Phenotypic distribution of four agronomic traits on Cycle 29 Semi-Arid Wheat Screening Nursery (SAWSN). Each panel shows the distribution of best linear unbiased estimates of 254 lines from the Cycle 29 SAWSN used for this study.


Figure 3.

Marker imputation error on 254 breeding lines in the Cycle 29 Semi-Arid Wheat Screening Nursery. For each of 250 randomly chosen markers from the full set of 34,749 genotyping-by-sequencing (GBS) markers, 25 genotypes were masked and the imputed genotypes were compared to observed. Panel A shows imputation error at different levels missing data. The colors indicate what fraction of the 254 genotypes was missing before masking the 25 additional genotypes. The upper and lower limits for the range of different of missing data for different tests are shown in the legend. In panel B, results are shown as a function of the minor allele frequency. The median (column height) and first and third quartile (error bars) statistics are shown for four imputation methods: (i) heterozygote (het), (ii) population mean, (iii) multivariate normal expectation maximization (EM), and (iv) random forest (RF) regression.


Figure 4.

Principal component analysis of breeding lines from the Cycle 29 Semi-Arid Wheat Screening Nursery. Position of 254 wheat lines in the coordinate system defined by the first two principal components using multivariate normal expectation maximization imputed genotypes. The points are color coded according to the seven folds used in the genomic prediction cross-validation scheme. Panel A is based on genotyping-by-sequencing (GBS) markers and panel B is with Diversity Array Technology (DArT) markers.


Figure 5.

Cross-validation accuracy of genomic selection models for predicting line performance in the Cycle 29 Semi-Arid Wheat Screening Nursery, CIMMYT, using genotyping-by-sequencing (GBS) and Diversity Array Technology (DArT) markers on 254 elite breeding lines. Each trait was evaluated using sevenfold cross validation with sister lines from a single cross being grouped in the same fold.
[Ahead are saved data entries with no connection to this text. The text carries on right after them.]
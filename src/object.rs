//! The unstructured object model the engines operate on.
//!
//! A [`RemoteObject`] is the common shape of a resource on either side of the
//! reconciliation boundary: typed identity metadata plus loose `spec` and
//! `status` payloads. The mutable substructure (spec, labels, annotations) is
//! what the apply engine diffs and patches; the server-managed fields
//! (status, uid, resource version, generation) are owned by the downstream
//! target and are only ever copied, never computed here.

use std::collections::BTreeMap;

use serde::{Deserialize, Serialize};
use serde_json::Value;

/// Identity and bookkeeping metadata of a remote object.
#[derive(Debug, Clone, Default, PartialEq, Eq, Serialize, Deserialize)]
pub struct ObjectMeta {
    /// Object name.
    pub name: String,

    /// Namespace, if the resource is namespaced.
    #[serde(default, skip_serializing_if = "Option::is_none")]
    pub namespace: Option<String>,

    /// Server-assigned unique identity.
    #[serde(default, skip_serializing_if = "Option::is_none")]
    pub uid: Option<String>,

    /// Optimistic-concurrency version token. Server-managed.
    #[serde(default, skip_serializing_if = "Option::is_none")]
    pub resource_version: Option<String>,

    /// Server-managed spec generation counter.
    #[serde(default, skip_serializing_if = "Option::is_none")]
    pub generation: Option<i64>,

    /// Identifying labels. Part of the mutable substructure.
    #[serde(default, skip_serializing_if = "BTreeMap::is_empty")]
    pub labels: BTreeMap<String, String>,

    /// Non-identifying annotations. Part of the mutable substructure.
    #[serde(default, skip_serializing_if = "BTreeMap::is_empty")]
    pub annotations: BTreeMap<String, String>,
}

/// A resource object as exchanged with the downstream target.
///
/// Deep copy is `Clone`: every field is owned data, so a clone shares nothing
/// with the original. The resolver's copy-on-entry ownership contract builds
/// on that.
#[derive(Debug, Clone, Default, PartialEq, Serialize, Deserialize)]
pub struct RemoteObject {
    /// API group/version string (e.g. `apps/v1`, or `v1` for the core group).
    pub api_version: String,

    /// Object kind (e.g. `Widget`).
    pub kind: String,

    /// Identity and bookkeeping metadata.
    pub metadata: ObjectMeta,

    /// Desired-state payload. Mutable substructure.
    #[serde(default, skip_serializing_if = "Value::is_null")]
    pub spec: Value,

    /// Observed-state payload. Server-managed, owned by the downstream target.
    #[serde(default, skip_serializing_if = "Value::is_null")]
    pub status: Value,
}

impl RemoteObject {
    /// Creates a new object with empty spec and status.
    #[must_use]
    pub fn new(
        api_version: impl Into<String>,
        kind: impl Into<String>,
        name: impl Into<String>,
    ) -> Self {
        Self {
            api_version: api_version.into(),
            kind: kind.into(),
            metadata: ObjectMeta {
                name: name.into(),
                ..ObjectMeta::default()
            },
            spec: Value::Null,
            status: Value::Null,
        }
    }

    /// Sets the namespace.
    #[must_use]
    pub fn with_namespace(mut self, namespace: impl Into<String>) -> Self {
        self.metadata.namespace = Some(namespace.into());
        self
    }

    /// Sets the spec payload.
    #[must_use]
    pub fn with_spec(mut self, spec: Value) -> Self {
        self.spec = spec;
        self
    }

    /// Adds a label.
    #[must_use]
    pub fn with_label(mut self, key: impl Into<String>, value: impl Into<String>) -> Self {
        self.metadata.labels.insert(key.into(), value.into());
        self
    }

    /// Adds an annotation.
    #[must_use]
    pub fn with_annotation(mut self, key: impl Into<String>, value: impl Into<String>) -> Self {
        self.metadata.annotations.insert(key.into(), value.into());
        self
    }

    /// Sets an annotation in place.
    pub fn annotate(&mut self, key: impl Into<String>, value: impl Into<String>) {
        self.metadata.annotations.insert(key.into(), value.into());
    }

    /// Copies the server-managed fields (status, uid, resource version,
    /// generation) from `other` onto `self`.
    ///
    /// Used wherever a control-plane object is about to overwrite a
    /// downstream one: the downstream target stays the authority for what it
    /// observed and assigned.
    pub fn adopt_server_managed(&mut self, other: &Self) {
        self.status = other.status.clone();
        self.metadata.uid = other.metadata.uid.clone();
        self.metadata.resource_version = other.metadata.resource_version.clone();
        self.metadata.generation = other.metadata.generation;
    }

    /// Looks up a dotted-path value (e.g. `spec.replicas`,
    /// `metadata.labels.app`, `status.ready`).
    ///
    /// Returns `None` when any segment is missing. Label and annotation
    /// values come back as JSON strings; `metadata.name`/`metadata.namespace`
    /// are also addressable.
    #[must_use]
    pub fn value_at(&self, path: &str) -> Option<Value> {
        let mut segments = path.split('.');
        match segments.next()? {
            "spec" => value_at_segments(&self.spec, segments),
            "status" => value_at_segments(&self.status, segments),
            "metadata" => match segments.next()? {
                "name" => Some(Value::String(self.metadata.name.clone())),
                "namespace" => self
                    .metadata
                    .namespace
                    .as_ref()
                    .map(|ns| Value::String(ns.clone())),
                "labels" => map_lookup(&self.metadata.labels, segments),
                "annotations" => map_lookup(&self.metadata.annotations, segments),
                _ => None,
            },
            _ => None,
        }
    }

    /// Writes a dotted-path value, creating intermediate objects under `spec`
    /// as needed.
    ///
    /// Supported roots: `spec.*`, `metadata.labels.*`,
    /// `metadata.annotations.*` (the mutable substructure). Returns `false`
    /// for unsupported or server-managed paths, leaving the object untouched.
    pub fn set_value_at(&mut self, path: &str, value: Value) -> bool {
        let mut segments = path.splitn(2, '.');
        let (Some(root), rest) = (segments.next(), segments.next()) else {
            return false;
        };
        match (root, rest) {
            ("spec", Some(rest)) => set_at_segments(&mut self.spec, rest, value),
            ("metadata", Some(rest)) => {
                let mut parts = rest.splitn(2, '.');
                match (parts.next(), parts.next()) {
                    (Some("labels"), Some(key)) => {
                        map_insert(&mut self.metadata.labels, key, value)
                    }
                    (Some("annotations"), Some(key)) => {
                        map_insert(&mut self.metadata.annotations, key, value)
                    }
                    _ => false,
                }
            }
            _ => false,
        }
    }
}

fn value_at_segments<'a, I>(root: &Value, segments: I) -> Option<Value>
where
    I: Iterator<Item = &'a str>,
{
    let mut current = root;
    for segment in segments {
        current = current.as_object()?.get(segment)?;
    }
    Some(current.clone())
}

fn map_lookup<'a, I>(map: &BTreeMap<String, String>, mut segments: I) -> Option<Value>
where
    I: Iterator<Item = &'a str>,
{
    let key = segments.next()?;
    if segments.next().is_some() {
        return None;
    }
    map.get(key).map(|v| Value::String(v.clone()))
}

fn map_insert(map: &mut BTreeMap<String, String>, key: &str, value: Value) -> bool {
    let string_value = match value {
        Value::String(s) => s,
        other => other.to_string(),
    };
    map.insert(key.to_string(), string_value);
    true
}

fn set_at_segments(root: &mut Value, path: &str, value: Value) -> bool {
    if !root.is_object() {
        *root = Value::Object(serde_json::Map::new());
    }

    let mut current = root;
    let mut segments = path.split('.').peekable();
    while let Some(segment) = segments.next() {
        let map = match current.as_object_mut() {
            Some(map) => map,
            None => return false,
        };
        if segments.peek().is_none() {
            map.insert(segment.to_string(), value);
            return true;
        }
        let entry = map
            .entry(segment.to_string())
            .or_insert_with(|| Value::Object(serde_json::Map::new()));
        if !entry.is_object() {
            // Refuse to silently overwrite a scalar with an object.
            return false;
        }
        current = entry;
    }
    false
}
Significant differences among marker types within traits are denoted by letters above the bars. The approximate number of markers for each set are in parentheses. The actual numbers of markers are 1729 for DArT, 1827 for GBS (2K), and 34,749 for GBS (35K). Genotyping-by-sequencing (2K) markers have up to 20% missing data per marker and GBS (35K) have up to 80% missing data per marker.